Dust City by Robert Paul Weston
Henry lives in a world gone wrong. Where fairy dust once created daily miracles, now pharmaceutical companies pedal knock-off versions of "dust" for every ill. Henry should know, since one of their trucks killed his mother. And his own world has gone wrong in other ways too. He's stuck in St. Remus Home for Wayward Youth while his father is in prison for having killed Red Riding Hood and her grandmother. Though aspects of the premise sound humorous, this novel is anything but a fractured fairy tale. Henry hasn't heard from his dad since he was locked up, and although he has grown to be a pretty big wolf, like his dad, his friends all know that he's really a softie. Of course, he does occasionally have to defend himself from the more violent inmates. But when he walks in on the recently hanged body of his shrink, things change, and Henry breaks out of the "home" (really a juvenile detention facility) and into the real world.
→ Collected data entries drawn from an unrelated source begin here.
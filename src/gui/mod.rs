pub mod frontend;
use std::collections::{BTreeMap, HashMap};

use serde_json::Value;

// Basic type aliases for clarity
pub type NodeId = String;
pub type PropertyMap = HashMap<String, Value>;

// Synthetic name for descriptors that arrive without a usable `name` property
pub const UNNAMED: &str = "unnamed";
// Marker label carried by every record; never a semantic entity type
pub const GENERIC_LABEL: &str = "Entity";

// Node identity: entity type and name, joined. Two records mentioning
// Host/10.0.0.1 are the same host no matter where they appear.
pub fn node_id(entity_type: &str, name: &str) -> NodeId {
    format!("{entity_type}:{name}")
}

#[derive(Clone, Debug, PartialEq)]
pub struct GraphNode {
    pub id: NodeId,
    pub entity_type: String,
    pub name: String,
    pub summary: Option<String>,
    pub description: Option<String>,
    pub properties: PropertyMap,
    // Layout-space position, written by the layered layout
    pub x: f32,
    pub y: f32,
}

// Link endpoints stay node ids until layout resolves them to indices
#[derive(Clone, Debug, PartialEq)]
pub struct GraphLink {
    pub source: NodeId,
    pub target: NodeId,
    pub relationship_type: String,
}

// Deduplicated model produced by ingest, in first-appearance order
#[derive(Clone, Debug, Default, PartialEq)]
pub struct GraphData {
    pub nodes: Vec<GraphNode>,
    pub links: Vec<GraphLink>,
}

impl GraphData {
    pub fn is_empty(&self) -> bool {
        self.nodes.is_empty()
    }
}

// Link with endpoints resolved to indices into the node arena
#[derive(Clone, Debug, PartialEq)]
pub struct PlacedLink {
    pub source: usize,
    pub target: usize,
    pub relationship_type: String,
}

/// Layout output: nodes with positions filled in, links resolved to node
/// indices, plus an id lookup so callers never walk the arena linearly.
#[derive(Clone, Debug, Default)]
pub struct PlacedGraph {
    pub nodes: Vec<GraphNode>,
    pub links: Vec<PlacedLink>,
    index: HashMap<NodeId, usize>,
}

impl PlacedGraph {
    pub fn new(nodes: Vec<GraphNode>, links: Vec<PlacedLink>) -> Self {
        let index = nodes
            .iter()
            .enumerate()
            .map(|(i, n)| (n.id.clone(), i))
            .collect();
        Self { nodes, links, index }
    }

    pub fn index_of(&self, id: &str) -> Option<usize> {
        self.index.get(id).copied()
    }

    pub fn node_by_id(&self, id: &str) -> Option<&GraphNode> {
        self.index_of(id).map(|i| &self.nodes[i])
    }

    pub fn contains(&self, id: &str) -> bool {
        self.index.contains_key(id)
    }

    // Entity types present in the graph with node counts, sorted by type name
    pub fn entity_type_counts(&self) -> BTreeMap<String, usize> {
        let mut counts: BTreeMap<String, usize> = BTreeMap::new();
        for node in &self.nodes {
            *counts.entry(node.entity_type.clone()).or_default() += 1;
        }
        counts
    }
}

// Display text for a property value; strings bare, the rest in JSON form
pub fn value_text(value: &Value) -> String {
    match value {
        Value::String(s) => s.clone(),
        other => other.to_string(),
    }
}
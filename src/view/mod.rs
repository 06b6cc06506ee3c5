pub mod scene;
pub mod transform;
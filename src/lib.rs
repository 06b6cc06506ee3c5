//! Layered viewer for attack-surface flow snapshots: ingest edge records,
//! place nodes on a stage grid, and drive the interactive canvas.

pub mod feed;
pub mod graph;
pub mod gui;
pub mod persistence;
pub mod view;
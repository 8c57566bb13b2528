use crate::crypto::encryption_transformation::EncryptionTransformation;
use crate::crypto::utils::xor_bits;
use bitvec::prelude::*;
use std::sync::Arc;

pub struct FeistelNetwork {
    num_round: usize,
    transformation: Arc<dyn EncryptionTransformation + Send + Sync>,
}

impl std::fmt::Debug for FeistelNetwork {
    fn fmt(&self, f: &mut std::fmt::Formatter<'_>) -> std::fmt::Result {
        f.debug_struct("FeistelNetwork")
            .field("num_round", &self.num_round)
            .finish_non_exhaustive()
    }
}

impl FeistelNetwork {
    pub fn new(
        num_round: usize,
        transformation: Arc<dyn EncryptionTransformation + Send + Sync>,
    ) -> Self {
        Self {
            num_round,
            transformation,
        }
    }

    pub fn encrypt_with_round_keys(&self, block: &BitSlice, round_keys: &[BitVec]) -> BitVec {
        self.run_rounds(block, round_keys, false)
    }

    /// Decryption runs the same rounds with the subkeys in reverse order:
    /// round `n` uses the subkey that round `num_round - 1 - n` used when
    /// encrypting.
    pub fn decrypt_with_round_keys(&self, block: &BitSlice, round_keys: &[BitVec]) -> BitVec {
        self.run_rounds(block, round_keys, true)
    }

    fn run_rounds(&self, block: &BitSlice, round_keys: &[BitVec], reverse: bool) -> BitVec {
        assert_eq!(block.len() % 2, 0, "block size must be even");
        assert_eq!(round_keys.len(), self.num_round, "one subkey per round");

        let (left_half, right_half) = block.split_at(block.len() / 2);
        let mut left = left_half.to_bitvec();
        let mut right = right_half.to_bitvec();

        for index in 0..self.num_round {
            let key = if reverse {
                &round_keys[self.num_round - 1 - index]
            } else {
                &round_keys[index]
            };
            let feistel_out = self.transformation.transform(&right, key);
            let new_right = xor_bits(&left, &feistel_out);
            left = right;
            right = new_right;
        }

        // the final half swap undoes the last round's exchange
        let mut output = right;
        output.extend_from_bitslice(&left);
        output
    }
}
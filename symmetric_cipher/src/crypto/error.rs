use thiserror::Error;

#[derive(Debug, Clone, PartialEq, Eq, Error)]
pub enum CipherError {
    #[error("the key length for {algorithm} must be {expected} bits, the current key length: {actual}")]
    KeyLength {
        algorithm: &'static str,
        expected: &'static str,
        actual: usize,
    },

    #[error("the block text length for {algorithm} must be a multiple of {required}, the current length: {actual}")]
    BlockLength {
        algorithm: &'static str,
        required: usize,
        actual: usize,
    },

    #[error("unknown cipher algorithm: {0}")]
    UnknownAlgorithm(String),

    #[error("invalid hex digit '{digit}' in cipher text")]
    InvalidHexDigit { digit: char },
}
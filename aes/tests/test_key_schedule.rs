use hex_literal::hex;
use rijndael::rijndael::cipher::State;
use rijndael::rijndael::key_schedule::{expand_key, num_rounds};

/// Builds a 4x4 round-key matrix from 16 bytes in column-major order, the
/// same fill order the schedule emits.
fn state_from_bytes(bytes: &[u8; 16]) -> State {
    let mut state = [[0u8; 4]; 4];
    let mut counter = 0;
    for j in 0..4 {
        for i in 0..4 {
            state[i][j] = bytes[counter];
            counter += 1;
        }
    }
    state
}

#[test]
fn test_round_counts() {
    assert_eq!(num_rounds(4, 4), 10);
    assert_eq!(num_rounds(6, 4), 12);
    assert_eq!(num_rounds(8, 4), 14);
}

#[test]
fn test_aes128_schedule_known_words() {
    // FIPS-197 Appendix A.1 key expansion example
    let key = hex!("2b7e151628aed2a6abf7158809cf4f3c");
    let round_keys = expand_key(&key, 4, 10);

    assert_eq!(round_keys.len(), 11);
    // round key 0 is the raw key
    assert_eq!(round_keys[0], state_from_bytes(&key));
    // words w4..w7
    assert_eq!(
        round_keys[1],
        state_from_bytes(&hex!("a0fafe1788542cb123a339392a6c7605"))
    );
    // words w40..w43
    assert_eq!(
        round_keys[10],
        state_from_bytes(&hex!("d014f9a8c9ee2589e13f0cc8b6630ca6"))
    );
}

#[test]
fn test_aes192_schedule_shape() {
    let key = hex!("8e73b0f7da0e6452c810f32b809079e562f8ead2522c6b7b");
    let round_keys = expand_key(&key, 6, 12);

    assert_eq!(round_keys.len(), 13);
    // the first 6 words seed the schedule: round key 1 starts at word 4,
    // so its first two columns still hold raw key material
    assert_eq!(round_keys[0], state_from_bytes(&key[..16].try_into().unwrap()));
}

#[test]
fn test_aes256_schedule_shape() {
    let key = hex!("603deb1015ca71be2b73aef0857d77811f352c073b6108d72d9810a30914dff4");
    let round_keys = expand_key(&key, 8, 14);

    assert_eq!(round_keys.len(), 15);
    assert_eq!(round_keys[0], state_from_bytes(&key[..16].try_into().unwrap()));
    assert_eq!(round_keys[1], state_from_bytes(&key[16..].try_into().unwrap()));
}
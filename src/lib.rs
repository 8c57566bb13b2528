pub mod factory;

pub use factory::{Cipher, CipherKind};
pub use rijndael::Rijndael;
pub use symmetric_cipher::crypto::des::DES;
pub use symmetric_cipher::{BlockCipher, CipherError, OutputFormat};
//! DES permutation and substitution tables. All positional tables are
//! 1-based, indexing into the bit sequence MSB first.

/// Initial permutation of the 64-bit input block.
pub const IP: [usize; 64] = [
    58, 50, 42, 34, 26, 18, 10, 2,
    60, 52, 44, 36, 28, 20, 12, 4,
    62, 54, 46, 38, 30, 22, 14, 6,
    64, 56, 48, 40, 32, 24, 16, 8,
    57, 49, 41, 33, 25, 17, 9, 1,
    59, 51, 43, 35, 27, 19, 11, 3,
    61, 53, 45, 37, 29, 21, 13, 5,
    63, 55, 47, 39, 31, 23, 15, 7,
];

/// Final permutation, the inverse of [`IP`].
pub const FP: [usize; 64] = [
    40, 8, 48, 16, 56, 24, 64, 32,
    39, 7, 47, 15, 55, 23, 63, 31,
    38, 6, 46, 14, 54, 22, 62, 30,
    37, 5, 45, 13, 53, 21, 61, 29,
    36, 4, 44, 12, 52, 20, 60, 28,
    35, 3, 43, 11, 51, 19, 59, 27,
    34, 2, 42, 10, 50, 18, 58, 26,
    33, 1, 41, 9, 49, 17, 57, 25,
];

/// Key permutation PC-1: selects 56 of the 64 key bits, dropping the
/// parity positions 8, 16, ..., 64.
pub const PC1: [usize; 56] = [
    57, 49, 41, 33, 25, 17, 9,
    1, 58, 50, 42, 34, 26, 18,
    10, 2, 59, 51, 43, 35, 27,
    19, 11, 3, 60, 52, 44, 36,
    63, 55, 47, 39, 31, 23, 15,
    7, 62, 54, 46, 38, 30, 22,
    14, 6, 61, 53, 45, 37, 29,
    21, 13, 5, 28, 20, 12, 4,
];

/// Key permutation PC-2: compresses the rotated 56-bit C||D halves to the
/// 48-bit round subkey.
pub const PC2: [usize; 48] = [
    14, 17, 11, 24, 1, 5,
    3, 28, 15, 6, 21, 10,
    23, 19, 12, 4, 26, 8,
    16, 7, 27, 20, 13, 2,
    41, 52, 31, 37, 47, 55,
    30, 40, 51, 45, 33, 48,
    44, 49, 39, 56, 34, 53,
    46, 42, 50, 36, 29, 32,
];

/// Expansion table E: widens the 32-bit right half to 48 bits by
/// duplicating edge bits of each 4-bit group.
pub const E: [usize; 48] = [
    32, 1, 2, 3, 4, 5,
    4, 5, 6, 7, 8, 9,
    8, 9, 10, 11, 12, 13,
    12, 13, 14, 15, 16, 17,
    16, 17, 18, 19, 20, 21,
    20, 21, 22, 23, 24, 25,
    24, 25, 26, 27, 28, 29,
    28, 29, 30, 31, 32, 1,
];

/// Permutation P applied to the concatenated S-box outputs.
pub const P: [usize; 32] = [
    16, 7, 20, 21, 29, 12, 28, 17,
    1, 15, 23, 26, 5, 18, 31, 10,
    2, 8, 24, 14, 32, 27, 3, 9,
    19, 13, 30, 6, 22, 11, 4, 25,
];

/// The eight S-boxes. Each is a 4x16 table stored as 64 entries: the two
/// outer bits of a 6-bit group select the row, the inner four the column.
pub const S_BOXES: [[u8; 64]; 8] = [
    [
        14, 4, 13, 1, 2, 15, 11, 8, 3, 10, 6, 12, 5, 9, 0, 7,
        0, 15, 7, 4, 14, 2, 13, 1, 10, 6, 12, 11, 9, 5, 3, 8,
        4, 1, 14, 8, 13, 6, 2, 11, 15, 12, 9, 7, 3, 10, 5, 0,
        15, 12, 8, 2, 4, 9, 1, 7, 5, 11, 3, 14, 10, 0, 6, 13,
    ],
    [
        15, 1, 8, 14, 6, 11, 3, 4, 9, 7, 2, 13, 12, 0, 5, 10,
        3, 13, 4, 7, 15, 2, 8, 14, 12, 0, 1, 10, 6, 9, 11, 5,
        0, 14, 7, 11, 10, 4, 13, 1, 5, 8, 12, 6, 9, 3, 2, 15,
        13, 8, 10, 1, 3, 15, 4, 2, 11, 6, 7, 12, 0, 5, 14, 9,
    ],
    [
        10, 0, 9, 14, 6, 3, 15, 5, 1, 13, 12, 7, 11, 4, 2, 8,
        13, 7, 0, 9, 3, 4, 6, 10, 2, 8, 5, 14, 12, 11, 15, 1,
        13, 6, 4, 9, 8, 15, 3, 0, 11, 1, 2, 12, 5, 10, 14, 7,
        1, 10, 13, 0, 6, 9, 8, 7, 4, 15, 14, 3, 11, 5, 2, 12,
    ],
    [
        7, 13, 14, 3, 0, 6, 9, 10, 1, 2, 8, 5, 11, 12, 4, 15,
        13, 8, 11, 5, 6, 15, 0, 3, 4, 7, 2, 12, 1, 10, 14, 9,
        10, 6, 9, 0, 12, 11, 7, 13, 15, 1, 3, 14, 5, 2, 8, 4,
        3, 15, 0, 6, 10, 1, 13, 8, 9, 4, 5, 11, 12, 7, 2, 14,
    ],
    [
        2, 12, 4, 1, 7, 10, 11, 6, 8, 5, 3, 15, 13, 0, 14, 9,
        14, 11, 2, 12, 4, 7, 13, 1, 5, 0, 15, 10, 3, 9, 8, 6,
        4, 2, 1, 11, 10, 13, 7, 8, 15, 9, 12, 5, 6, 3, 0, 14,
        11, 8, 12, 7, 1, 14, 2, 13, 6, 15, 0, 9, 10, 4, 5, 3,
    ],
    [
        12, 1, 10, 15, 9, 2, 6, 8, 0, 13, 3, 4, 14, 7, 5, 11,
        10, 15, 4, 2, 7, 12, 9, 5, 6, 1, 13, 14, 0, 11, 3, 8,
        9, 14, 15, 5, 2, 8, 12, 3, 7, 0, 4, 10, 1, 13, 11, 6,
        4, 3, 2, 12, 9, 5, 15, 10, 11, 14, 1, 7, 6, 0, 8, 13,
    ],
    [
        4, 11, 2, 14, 15, 0, 8, 13, 3, 12, 9, 7, 5, 10, 6, 1,
        13, 0, 11, 7, 4, 9, 1, 10, 14, 3, 5, 12, 2, 15, 8, 6,
        1, 4, 11, 13, 12, 3, 7, 14, 10, 15, 6, 8, 0, 5, 9, 2,
        6, 11, 13, 8, 1, 4, 10, 7, 9, 5, 0, 15, 14, 2, 3, 12,
    ],
    [
        13, 2, 8, 4, 6, 15, 11, 1, 10, 9, 3, 14, 5, 0, 12, 7,
        1, 15, 13, 8, 10, 3, 7, 4, 12, 5, 6, 11, 0, 14, 9, 2,
        7, 11, 4, 1, 9, 12, 14, 2, 0, 6, 10, 13, 15, 3, 5, 8,
        2, 1, 14, 7, 4, 10, 8, 13, 15, 12, 9, 0, 3, 5, 6, 11,
    ],
];

/// Left-rotation counts for the C/D key halves, one per round.
pub const SHIFT_SCHEDULE: [usize; 16] = [
    1, 1, 2, 2, 2, 2, 2, 2,
    1, 2, 2, 2, 2, 2, 2, 1,
];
His quest to see his father turns into a quest to find out what really happened to the fairies.
The fairies once lived in Eden, high above Dust City, where no one but they could travel. And yet the world was not all right then, either, as Henry slowly realizes that the hominids had always cornered the market on happy endings, and the animalia--wolves like him, foxes, ravens, etc.--were hardly ever granted wishes, happy endings, or anything else. The animalia have always been bit players in the stories of the hominids. And this slow-dawning realization starts to make Henry mad, but what he finally uncovers sickens him and makes him sorry he started the quest in the first place (nope, no spoiler on this one--it's worth reading).
Fantasy is great for exploring complex sides of social worlds, metaphors allowing a kind of distance from reality that highlights the lines that we accept as part of our daily worlds. The various animalia-hominid-nixie-giant divides read as metaphors for race and class divisions in society today (albeit not easily mapped ones), and that's just part of what Weston has achieved. He's also infused this tough young wolf Henry with a sense of deep pathos and longing for a better world, and the ending holds some possibility for hope.
I blog for many reasons, most of them to keep track of what I've read and what I thought when I did read. Reading has been a constant in my life. When everything else is in upheaval, I can read and, usually, learn or imagine something new. I may not ever be able to explain fully why I value exploring worlds that don't exist so much. It's a good day to celebrate a year of stamina through upheavals, and the steadiness of a good read.